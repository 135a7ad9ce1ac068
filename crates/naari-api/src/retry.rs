// ── Retry/backoff engine ──
//
// Runs one logical request as a bounded sequence of attempts. The engine is
// generic over the operation and only looks at `Error::is_transient` to
// decide between "retry" and "give up now".

use std::future::Future;
use std::time::Duration;

use tracing::{debug, warn};

use crate::error::Error;

/// Bounded retry with exponential backoff.
///
/// `retries` is the number of *extra* attempts: `retries = 0` means a
/// single attempt. After failed attempt `n` (1-based) the engine sleeps
/// `backoff * 2^n` before attempt `n + 1`.
#[derive(Debug, Clone, Copy, PartialEq, Eq)]
pub struct RetryPolicy {
    pub retries: u32,
    pub backoff: Duration,
}

impl Default for RetryPolicy {
    fn default() -> Self {
        Self {
            retries: 2,
            backoff: Duration::from_millis(250),
        }
    }
}

impl RetryPolicy {
    pub const fn new(retries: u32, backoff: Duration) -> Self {
        Self { retries, backoff }
    }

    /// Total attempts this policy allows.
    pub const fn max_attempts(&self) -> u32 {
        self.retries.saturating_add(1)
    }

    /// Sleep inserted after failed attempt `attempt` (1-based).
    pub fn delay_after(&self, attempt: u32) -> Duration {
        self.backoff.saturating_mul(2_u32.saturating_pow(attempt))
    }

    /// Worst-case time spent sleeping between attempts.
    pub fn total_backoff(&self) -> Duration {
        (1..=self.retries).fold(Duration::ZERO, |acc, n| {
            acc.saturating_add(self.delay_after(n))
        })
    }
}

/// Run `op` until it succeeds, fails terminally, or the policy is used up.
///
/// `op` receives the 1-based attempt number. Attempts are strictly
/// sequential. Terminal errors are returned unchanged after one attempt;
/// exhausting the policy yields [`Error::RetryExhausted`] carrying
/// `address`, the number of attempts made and the last error.
pub async fn with_retry<T, F, Fut>(policy: &RetryPolicy, address: &str, mut op: F) -> Result<T, Error>
where
    F: FnMut(u32) -> Fut,
    Fut: Future<Output = Result<T, Error>>,
{
    let max_attempts = policy.max_attempts();
    let mut attempt = 1;

    loop {
        match op(attempt).await {
            Ok(value) => {
                if attempt > 1 {
                    debug!(address, attempt, "request succeeded after retry");
                }
                return Ok(value);
            }
            Err(err) if !err.is_transient() => return Err(err),
            Err(err) if attempt >= max_attempts => {
                warn!(address, attempts = attempt, error = %err, "retries exhausted");
                return Err(Error::RetryExhausted {
                    address: address.to_owned(),
                    attempts: attempt,
                    last: Box::new(err),
                });
            }
            Err(err) => {
                let delay = policy.delay_after(attempt);
                debug!(
                    address,
                    attempt,
                    delay_ms = u64::try_from(delay.as_millis()).unwrap_or(u64::MAX),
                    error = %err,
                    "attempt failed, backing off"
                );
                tokio::time::sleep(delay).await;
                attempt += 1;
            }
        }
    }
}
// Wire types for the device JSON API.
//
// Only the request side is modelled as structs. Status and preset payloads
// are handed to callers as raw `serde_json::Value` since devices add fields
// across firmware versions; `StatusFields` pulls out the few the panel reads.

use serde::{Deserialize, Serialize};
use serde_json::Value;

/// `udpn` block: controls whether the device broadcasts state changes to
/// its synced peers.
#[derive(Debug, Clone, Copy, PartialEq, Eq, Serialize, Deserialize)]
pub struct UdpNotify {
    pub send: bool,
}

/// Partial state accepted by `POST /json/state`.
///
/// Any combination of fields may be set; unset fields are omitted from the
/// body so the device leaves them alone.
#[derive(Debug, Clone, Default, PartialEq, Eq, Serialize, Deserialize)]
pub struct StatePatch {
    #[serde(skip_serializing_if = "Option::is_none")]
    pub on: Option<bool>,
    #[serde(skip_serializing_if = "Option::is_none")]
    pub bri: Option<i64>,
    #[serde(skip_serializing_if = "Option::is_none")]
    pub ps: Option<i64>,
    #[serde(skip_serializing_if = "Option::is_none")]
    pub udpn: Option<UdpNotify>,
}

impl StatePatch {
    pub fn power(on: bool) -> Self {
        Self {
            on: Some(on),
            ..Self::default()
        }
    }

    /// Brightness is sent as given; devices expect 0-255.
    pub fn brightness(bri: i64) -> Self {
        Self {
            bri: Some(bri),
            ..Self::default()
        }
    }

    pub fn preset(ps: i64) -> Self {
        Self {
            ps: Some(ps),
            ..Self::default()
        }
    }

    /// Only the sync-broadcast flag, set to `send`.
    pub fn sync(send: bool) -> Self {
        Self {
            udpn: Some(UdpNotify { send }),
            ..Self::default()
        }
    }

    /// Merge in a sync-broadcast suppression for this one call.
    pub fn without_sync(mut self) -> Self {
        self.udpn = Some(UdpNotify { send: false });
        self
    }
}

/// The handful of status fields the panel reads from `GET /json`.
#[derive(Debug, Clone, Copy, Default, PartialEq, Eq)]
pub struct StatusFields {
    /// `state.on`
    pub on: Option<bool>,
    /// `state.bri`
    pub bri: Option<i64>,
    /// `state.udpn.send`
    pub sync_send: Option<bool>,
}

impl StatusFields {
    pub fn from_status(status: &Value) -> Self {
        let state = status.get("state");
        Self {
            on: state.and_then(|s| s.get("on")).and_then(Value::as_bool),
            bri: state.and_then(|s| s.get("bri")).and_then(Value::as_i64),
            sync_send: state
                .and_then(|s| s.get("udpn"))
                .and_then(|u| u.get("send"))
                .and_then(Value::as_bool),
        }
    }
}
---
WHAT YOU WILL DO: Please copy exactly the lines from the first line of the records above through the line containing "generic over the", including both, and nothing more.

ANSWER SECTION:
repository 135a7ad9ce1ac068
filename crates/naari-api/src/retry.rs
// ── Retry/backoff engine ──
//
// Runs one logical request as a bounded sequence of attempts. The engine is
// generic over the operation and only looks at `Error::is_transient` to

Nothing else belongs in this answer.